++++ Available data

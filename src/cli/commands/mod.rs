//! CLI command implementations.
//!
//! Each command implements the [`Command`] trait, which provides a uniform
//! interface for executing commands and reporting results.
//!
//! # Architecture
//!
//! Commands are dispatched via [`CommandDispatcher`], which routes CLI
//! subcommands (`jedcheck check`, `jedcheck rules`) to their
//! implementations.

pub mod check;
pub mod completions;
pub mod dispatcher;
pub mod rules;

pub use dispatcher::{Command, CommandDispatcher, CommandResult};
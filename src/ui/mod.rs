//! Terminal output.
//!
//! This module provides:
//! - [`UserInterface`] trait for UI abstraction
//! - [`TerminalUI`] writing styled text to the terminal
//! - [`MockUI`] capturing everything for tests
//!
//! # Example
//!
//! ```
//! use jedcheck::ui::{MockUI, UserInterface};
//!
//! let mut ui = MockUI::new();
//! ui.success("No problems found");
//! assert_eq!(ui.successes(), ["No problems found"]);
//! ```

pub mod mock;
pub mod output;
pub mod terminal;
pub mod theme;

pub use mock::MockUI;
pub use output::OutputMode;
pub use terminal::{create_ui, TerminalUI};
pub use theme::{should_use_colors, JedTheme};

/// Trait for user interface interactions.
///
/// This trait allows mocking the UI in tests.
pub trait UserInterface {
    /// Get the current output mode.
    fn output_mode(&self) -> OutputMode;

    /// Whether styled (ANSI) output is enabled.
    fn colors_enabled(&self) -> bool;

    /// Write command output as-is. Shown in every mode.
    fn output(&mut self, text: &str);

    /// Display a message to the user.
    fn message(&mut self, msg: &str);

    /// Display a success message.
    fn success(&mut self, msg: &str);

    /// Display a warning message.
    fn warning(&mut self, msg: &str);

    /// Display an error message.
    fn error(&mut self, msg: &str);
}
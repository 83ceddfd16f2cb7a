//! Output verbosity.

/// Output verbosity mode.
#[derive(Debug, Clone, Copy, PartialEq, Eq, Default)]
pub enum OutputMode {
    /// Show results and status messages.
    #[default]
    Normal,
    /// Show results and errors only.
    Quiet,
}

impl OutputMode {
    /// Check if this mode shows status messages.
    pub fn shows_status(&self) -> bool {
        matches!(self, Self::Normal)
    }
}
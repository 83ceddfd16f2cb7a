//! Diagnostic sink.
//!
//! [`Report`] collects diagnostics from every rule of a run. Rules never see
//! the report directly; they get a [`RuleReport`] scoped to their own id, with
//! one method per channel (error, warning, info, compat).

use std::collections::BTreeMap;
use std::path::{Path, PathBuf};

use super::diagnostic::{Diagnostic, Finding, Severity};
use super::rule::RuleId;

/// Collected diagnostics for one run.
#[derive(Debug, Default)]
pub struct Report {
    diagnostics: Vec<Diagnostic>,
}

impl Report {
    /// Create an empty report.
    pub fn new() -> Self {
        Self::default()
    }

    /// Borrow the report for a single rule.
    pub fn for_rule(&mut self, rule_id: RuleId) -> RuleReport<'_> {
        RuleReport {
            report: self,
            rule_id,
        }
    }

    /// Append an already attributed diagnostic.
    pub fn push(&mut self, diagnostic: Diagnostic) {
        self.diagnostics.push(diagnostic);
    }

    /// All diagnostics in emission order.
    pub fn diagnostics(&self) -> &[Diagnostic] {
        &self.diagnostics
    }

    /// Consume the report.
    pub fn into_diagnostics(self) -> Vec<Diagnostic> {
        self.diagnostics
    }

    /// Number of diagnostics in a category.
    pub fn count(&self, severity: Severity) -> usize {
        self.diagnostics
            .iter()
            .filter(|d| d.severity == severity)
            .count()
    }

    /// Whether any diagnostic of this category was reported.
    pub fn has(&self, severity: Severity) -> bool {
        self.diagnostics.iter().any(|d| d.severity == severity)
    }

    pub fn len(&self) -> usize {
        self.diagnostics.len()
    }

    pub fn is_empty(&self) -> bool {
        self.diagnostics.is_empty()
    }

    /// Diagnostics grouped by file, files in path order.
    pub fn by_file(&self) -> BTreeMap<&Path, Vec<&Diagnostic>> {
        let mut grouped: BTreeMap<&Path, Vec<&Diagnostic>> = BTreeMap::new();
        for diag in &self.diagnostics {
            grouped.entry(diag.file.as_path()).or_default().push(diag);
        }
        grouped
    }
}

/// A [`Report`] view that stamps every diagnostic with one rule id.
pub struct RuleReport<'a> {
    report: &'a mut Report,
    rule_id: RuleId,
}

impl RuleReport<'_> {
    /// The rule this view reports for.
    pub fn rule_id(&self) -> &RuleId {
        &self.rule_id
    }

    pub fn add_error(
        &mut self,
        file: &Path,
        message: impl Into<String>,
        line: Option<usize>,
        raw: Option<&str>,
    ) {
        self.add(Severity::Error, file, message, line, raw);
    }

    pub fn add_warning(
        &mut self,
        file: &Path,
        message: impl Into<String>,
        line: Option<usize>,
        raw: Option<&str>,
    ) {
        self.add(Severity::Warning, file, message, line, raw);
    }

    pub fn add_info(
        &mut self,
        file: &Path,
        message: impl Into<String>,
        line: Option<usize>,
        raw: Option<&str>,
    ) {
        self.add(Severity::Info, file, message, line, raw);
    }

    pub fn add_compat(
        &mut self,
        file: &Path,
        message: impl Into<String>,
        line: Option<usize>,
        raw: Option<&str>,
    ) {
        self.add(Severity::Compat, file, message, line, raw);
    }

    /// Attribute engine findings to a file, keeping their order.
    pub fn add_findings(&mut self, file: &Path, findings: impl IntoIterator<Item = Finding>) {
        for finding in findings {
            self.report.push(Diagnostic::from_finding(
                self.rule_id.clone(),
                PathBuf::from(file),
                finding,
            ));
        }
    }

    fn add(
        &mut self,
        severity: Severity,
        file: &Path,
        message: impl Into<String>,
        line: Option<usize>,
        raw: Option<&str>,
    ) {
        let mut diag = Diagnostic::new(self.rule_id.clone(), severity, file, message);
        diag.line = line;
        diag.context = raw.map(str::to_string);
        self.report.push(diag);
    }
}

++++++++

* _Aim of the task_: Could you repeat exactly the lines above from the line with "in every mode." up to and including the line with "a warning message.", and only those?

* _Answer for this exercise_:
    /// Write command output as-is. Shown in every mode.
    fn output(&mut self, text: &str);

    /// Display a message to the user.
    fn message(&mut self, msg: &str);

    /// Display a success message.
    fn success(&mut self, msg: &str);

    /// Display a warning message.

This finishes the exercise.